In the late 1990s a myth began making its way around the Internet that claimed SLS causes cancer. This email myth spread rapidly and was taken up by manufacturers of alternative products. In searching for the truth about this myth, we could not find one unbiased, credible source to back it up. There is strong evidence that a manufacturer of alternative products started this myth. But, even without proof of this, what we have found is no one can seem to find a credible source for this belief. Like many Internet email myths it has taken on a life of its own and has shown how if something is repeated often enough, it can become accepted as indisputable truth by those who suddenly hear it from multiple "credible" sources.
Our conclusion on SLS is this. It is a potential irritant. For people with extremely sensitive skin, it is possible they should avoid Sodium Laurel Sulfate. But the studies for skin irritation involve applying pure SLS to the shaved skin of an albino rat, hour after hour with no rinsing. (So, don't do that.) SLS is used so commonly because it is a very good surfactant (agent that helps water be more effective). Products without SLS simply will not foam as well and many people don't like that. Many people want lots of foam from their shampoos and body washes. SLS is a great way to get that foam. Also, we believe that SLS is potentially drying to African American hair and skin. For that reason, we prefer products that use milder forms of surfactants (like the often confused SLES or Sodium Laureth Sulfate) or products that use SLS in lower concentrations (further down the ingredient list).
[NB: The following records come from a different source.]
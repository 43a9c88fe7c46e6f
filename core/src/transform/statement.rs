use super::{Generator, Transformer, TransformerContext};
use crate::api::CompileError;
use crate::ops::{Condition, Constant, Intrinsic, Operation, RuntimeFn};
use crate::tracker::SlotKind;
use crate::tree::{Node, NodeKind};
use crate::unit::ReturnKind;

/// An expression evaluated for its side effects; the value is discarded.
pub(super) struct ExpressionStatementTransformer;

impl Transformer for ExpressionStatementTransformer {
    fn transform<'a>(
        &self,
        node: &'a Node<'a>,
        generator: &mut Generator<'_, 'a>,
        _cx: TransformerContext,
    ) -> Result<Vec<Operation>, CompileError> {
        let [expression] = node.children else {
            return Err(CompileError::invalid(node, "expression statement needs an expression"));
        };
        let baseline = generator.pending()?;
        let mut ops = generator.transform(expression, TransformerContext::Normal)?;
        generator.discard_to(&mut ops, baseline)?;
        Ok(ops)
    }
}

pub(super) struct BlockTransformer;

impl Transformer for BlockTransformer {
    fn transform<'a>(
        &self,
        node: &'a Node<'a>,
        generator: &mut Generator<'_, 'a>,
        _cx: TransformerContext,
    ) -> Result<Vec<Operation>, CompileError> {
        let mut ops = Vec::new();
        generator.statements(&mut ops, node.children)?;
        Ok(ops)
    }
}

pub(super) struct IfTransformer;

impl Transformer for IfTransformer {
    fn transform<'a>(
        &self,
        node: &'a Node<'a>,
        generator: &mut Generator<'_, 'a>,
        _cx: TransformerContext,
    ) -> Result<Vec<Operation>, CompileError> {
        let (condition, then, otherwise) = match node.children {
            [condition, then] => (condition, then, None),
            [condition, then, otherwise] => (condition, then, Some(otherwise)),
            _ => return Err(CompileError::invalid(node, "if needs a condition and a body")),
        };
        let otherwise_label = generator.new_label()?;
        let end = generator.new_label()?;

        let mut ops = generator.transform(condition, TransformerContext::Normal)?;
        generator.emit(&mut ops, Operation::runtime(RuntimeFn::Truthy))?;
        generator.emit(
            &mut ops,
            Operation::Branch {
                condition: Condition::IfFalse,
                target: otherwise_label,
            },
        )?;
        ops.extend(generator.transform(then, TransformerContext::Normal)?);
        if let Some(otherwise) = otherwise {
            generator.emit(&mut ops, Operation::Jump(end))?;
            generator.emit(&mut ops, Operation::Label(otherwise_label))?;
            ops.extend(generator.transform(otherwise, TransformerContext::Normal)?);
            generator.emit(&mut ops, Operation::Label(end))?;
        } else {
            generator.emit(&mut ops, Operation::Label(otherwise_label))?;
        }
        Ok(ops)
    }
}

pub(super) struct WhileTransformer;

impl Transformer for WhileTransformer {
    fn transform<'a>(
        &self,
        node: &'a Node<'a>,
        generator: &mut Generator<'_, 'a>,
        _cx: TransformerContext,
    ) -> Result<Vec<Operation>, CompileError> {
        let (NodeKind::While { label }, [condition, body]) = (&node.kind, node.children) else {
            return Err(CompileError::invalid(node, "while needs a condition and a body"));
        };
        let top = generator.new_label()?;
        let end = generator.new_label()?;

        let mut ops = Vec::new();
        generator.emit(&mut ops, Operation::Label(top))?;
        ops.extend(generator.transform(condition, TransformerContext::Normal)?);
        generator.emit(&mut ops, Operation::runtime(RuntimeFn::Truthy))?;
        generator.emit(
            &mut ops,
            Operation::Branch {
                condition: Condition::IfFalse,
                target: end,
            },
        )?;
        generator.push_loop(*label, end, top)?;
        let generated = generator.transform(body, TransformerContext::Normal);
        generator.pop_loop()?;
        ops.extend(generated?);
        generator.emit(&mut ops, Operation::Jump(top))?;
        generator.emit(&mut ops, Operation::Label(end))?;
        Ok(ops)
    }
}

/// `for (var in collection)`. The iterator lives in a slot so the loop body
/// starts on the same stack depth as the loop.
pub(super) struct ForInTransformer;

impl Transformer for ForInTransformer {
    fn transform<'a>(
        &self,
        node: &'a Node<'a>,
        generator: &mut Generator<'_, 'a>,
        _cx: TransformerContext,
    ) -> Result<Vec<Operation>, CompileError> {
        let (NodeKind::ForIn { var, label }, [collection, body]) = (&node.kind, node.children) else {
            return Err(CompileError::invalid(node, "for-in needs a collection and a body"));
        };
        let iterator = generator.allocate_slot(SlotKind::Iterator)?;
        let top = generator.new_label()?;
        let end = generator.new_label()?;

        let mut ops = generator.transform(collection, TransformerContext::Normal)?;
        generator.emit(&mut ops, Operation::runtime(RuntimeFn::IterateStart))?;
        generator.emit(&mut ops, Operation::Store(iterator))?;
        generator.emit(&mut ops, Operation::Label(top))?;
        generator.emit(&mut ops, Operation::Load(iterator))?;
        generator.emit(&mut ops, Operation::runtime(RuntimeFn::IterateHasNext))?;
        generator.emit(
            &mut ops,
            Operation::Branch {
                condition: Condition::IfFalse,
                target: end,
            },
        )?;
        generator.load_context(&mut ops)?;
        generator.push_key(&mut ops, *var)?;
        generator.emit(&mut ops, Operation::Load(iterator))?;
        generator.emit(&mut ops, Operation::runtime(RuntimeFn::IterateNext))?;
        generator.emit(&mut ops, Operation::runtime(RuntimeFn::ScopeAssign))?;
        generator.emit(&mut ops, Operation::Pop)?;

        generator.push_loop(*label, end, top)?;
        let generated = generator.transform(body, TransformerContext::Normal);
        generator.pop_loop()?;
        ops.extend(generated?);
        generator.emit(&mut ops, Operation::Jump(top))?;
        generator.emit(&mut ops, Operation::Label(end))?;
        Ok(ops)
    }
}

/// `break` and `continue`, optionally labelled. Finally blocks between the
/// jump and its loop run first.
pub(super) struct JumpTransformer;

impl Transformer for JumpTransformer {
    fn transform<'a>(
        &self,
        node: &'a Node<'a>,
        generator: &mut Generator<'_, 'a>,
        _cx: TransformerContext,
    ) -> Result<Vec<Operation>, CompileError> {
        let (label, is_break) = match &node.kind {
            NodeKind::Break { label } => (*label, true),
            NodeKind::Continue { label } => (*label, false),
            _ => return Err(CompileError::unsupported(node)),
        };
        let verb = if is_break { "break" } else { "continue" };
        let Some(frame) = generator.find_loop(label)? else {
            return Err(CompileError::invalid(
                node,
                match label {
                    Some(label) => format!("{verb} to unknown loop `{label}`"),
                    None => format!("{verb} outside of a loop"),
                },
            ));
        };

        let mut ops = Vec::new();
        generator.discard_to(&mut ops, frame.pending)?;
        ops.extend(generator.inline_finally(frame.finally_depth)?);
        let target = if is_break { frame.break_to } else { frame.continue_to };
        generator.emit(&mut ops, Operation::Jump(target))?;
        Ok(ops)
    }
}

pub(super) struct ReturnTransformer;

impl Transformer for ReturnTransformer {
    fn transform<'a>(
        &self,
        node: &'a Node<'a>,
        generator: &mut Generator<'_, 'a>,
        _cx: TransformerContext,
    ) -> Result<Vec<Operation>, CompileError> {
        let returns = generator.returns()?;
        let mut ops = Vec::new();
        match node.children {
            [] => {
                if returns != ReturnKind::Void {
                    generator.emit(&mut ops, Operation::Push(Constant::Null))?;
                }
            }
            [value] => {
                ops.extend(generator.transform(value, TransformerContext::Normal)?);
                if returns == ReturnKind::Void {
                    generator.emit(&mut ops, Operation::Pop)?;
                }
            }
            _ => return Err(CompileError::invalid(node, "return takes at most one value")),
        }

        if generator.finally_depth()? > 0 {
            if returns == ReturnKind::Void {
                ops.extend(generator.inline_finally(0)?);
            } else {
                let held = generator.allocate_slot(SlotKind::Temporary)?;
                generator.emit(&mut ops, Operation::Store(held))?;
                ops.extend(generator.inline_finally(0)?);
                generator.emit(&mut ops, Operation::Load(held))?;
            }
        }

        match returns {
            ReturnKind::Void => generator.emit(&mut ops, Operation::ReturnVoid)?,
            ReturnKind::Value => generator.emit(&mut ops, Operation::Return)?,
            ReturnKind::Signal => {
                generator.emit(&mut ops, Operation::intrinsic(Intrinsic::SignalReturn))?;
                generator.emit(&mut ops, Operation::Return)?;
            }
        }
        Ok(ops)
    }
}

pub(super) struct ThrowTransformer;

impl Transformer for ThrowTransformer {
    fn transform<'a>(
        &self,
        node: &'a Node<'a>,
        generator: &mut Generator<'_, 'a>,
        _cx: TransformerContext,
    ) -> Result<Vec<Operation>, CompileError> {
        let [value] = node.children else {
            return Err(CompileError::invalid(node, "throw needs a value"));
        };
        let mut ops = generator.transform(value, TransformerContext::Normal)?;
        generator.emit(&mut ops, Operation::Throw)?;
        Ok(ops)
    }
}

/// `try { } catch (e) { } finally { }`.
///
/// ```text
/// start:    body
/// end:      [finally]                 jump after
/// handler:  store exc; ctx = CatchContext(ctx, exc); ctx.e = exc
///           catch body
/// catch_end:[finally]                 jump after
/// rethrow:  store exc; finally; load exc; throw
/// after:
/// ```
///
/// The catch entry covers `[start, end)`; the rethrow entry covers
/// `[start, end)` and `[handler, catch_end)`. Copies of finally blocks
/// inlined for an early exit are cut out of both.
pub(super) struct TryTransformer;

impl Transformer for TryTransformer {
    fn transform<'a>(
        &self,
        node: &'a Node<'a>,
        generator: &mut Generator<'_, 'a>,
        _cx: TransformerContext,
    ) -> Result<Vec<Operation>, CompileError> {
        let NodeKind::Try { catch_var } = node.kind else {
            return Err(CompileError::unsupported(node));
        };
        let (body, catch, finally) = match (catch_var, node.children) {
            (Some(var), [body, catch]) => (body, Some((var, catch)), None),
            (Some(var), [body, catch, finally]) => (body, Some((var, catch)), Some(finally)),
            (None, [body, finally]) => (body, None, Some(finally)),
            _ => return Err(CompileError::invalid(node, "try needs a catch or a finally block")),
        };
        if generator.pending()? != 0 {
            return Err(CompileError::inconsistency(node, "try entered with pending values"));
        }

        let depth = generator.finally_depth()?;
        if let Some(finally) = finally {
            generator.push_finally(finally)?;
        }

        let mut ops = Vec::new();
        let start = generator.new_label()?;
        generator.emit(&mut ops, Operation::Label(start))?;
        ops.extend(generator.transform(body, TransformerContext::Normal)?);
        let end = generator.new_label()?;
        generator.emit(&mut ops, Operation::Label(end))?;
        let after = generator.new_label()?;
        ops.extend(generator.inline_finally(depth)?);
        generator.emit(&mut ops, Operation::Jump(after))?;

        let mut handled = None;
        if let Some((var, catch)) = catch {
            let handler = generator.new_label()?;
            generator.restore_pending(1)?;
            generator.emit(&mut ops, Operation::Label(handler))?;
            let exception = generator.allocate_slot(SlotKind::Exception)?;
            generator.emit(&mut ops, Operation::Store(exception))?;
            generator.load_context(&mut ops)?;
            generator.emit(&mut ops, Operation::Load(exception))?;
            generator.emit(&mut ops, Operation::runtime(RuntimeFn::CatchContext))?;
            let context = generator.push_context()?;
            generator.emit(&mut ops, Operation::Store(context))?;
            generator.emit(&mut ops, Operation::Load(context))?;
            generator.push_key(&mut ops, var)?;
            generator.emit(&mut ops, Operation::Load(exception))?;
            generator.emit(&mut ops, Operation::runtime(RuntimeFn::ScopeAssign))?;
            generator.emit(&mut ops, Operation::Pop)?;

            let generated = generator.transform(catch, TransformerContext::Normal);
            generator.pop_context()?;
            ops.extend(generated?);
            let catch_end = generator.new_label()?;
            generator.emit(&mut ops, Operation::Label(catch_end))?;
            ops.extend(generator.inline_finally(depth)?);
            generator.emit(&mut ops, Operation::Jump(after))?;
            handled = Some((handler, catch_end));
        }

        let mut rethrow = None;
        if let Some(finally) = finally {
            let frame = generator.pop_finally()?;
            let handler = generator.new_label()?;
            generator.restore_pending(1)?;
            generator.emit(&mut ops, Operation::Label(handler))?;
            let exception = generator.allocate_slot(SlotKind::Exception)?;
            generator.emit(&mut ops, Operation::Store(exception))?;
            ops.extend(generator.transform(finally, TransformerContext::Normal)?);
            generator.emit(&mut ops, Operation::Load(exception))?;
            generator.emit(&mut ops, Operation::Throw)?;
            rethrow = Some((handler, frame.gaps));
        }
        generator.emit(&mut ops, Operation::Label(after))?;

        let no_gaps = Vec::new();
        let gaps = rethrow.as_ref().map_or(&no_gaps, |(_, gaps)| gaps);
        if let Some((handler, _)) = handled {
            generator.add_protected_range(start, end, handler, gaps)?;
        }
        if let Some((rethrow_handler, _)) = &rethrow {
            generator.add_protected_range(start, end, *rethrow_handler, gaps)?;
            if let Some((handler, catch_end)) = handled {
                generator.add_protected_range(handler, catch_end, *rethrow_handler, gaps)?;
            }
        }
        Ok(ops)
    }
}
Most salon grade shampoos (including the ones we offer) use these alternative surfactants.
Our plan is to offer both products with SLS and those that are SLS free. The SLS products tend to clean better, foam better and are usually less expensive. For the vast majority of people, we think they are fine. We use them personally. However, for those who want to avoid SLS (and its cousins) all together, we will continue to offer sulfate free products.
Ammonium Lauryl Sulfate and Sodium Laureth Sulfate are two alternatives to Sodium Laurel Sulfate. Unfortunately, the controversy over these two compounds is just about as crazy as the controversy over SLS. Some manufacturers have claimed they are milder and safer. Other manufacturers (who by the way have decided not to use them) claim they are even harsher than SLS.
We'll keep this short. We have enough research to fill up about 20 pages. But, our job here is to present you with the big picture. What should you do when you hear a rumor about an ingredient? First of all, remain calm. When you hear a report of a dangerous ingredient, consider the source. In fact, first find out the source. If a friend tells you or you get an email, find out where the information originated. Then, do your own research and try to look at both sides. Go to responsible websites like the American Cancer Society and find out what they have to say.
If you're interested in learning more:
Go to the American Cancer Society's website and do a search on Sodium Lauryl Sulfate. If this ingredient even possibly caused cancer, wouldn't they report on it?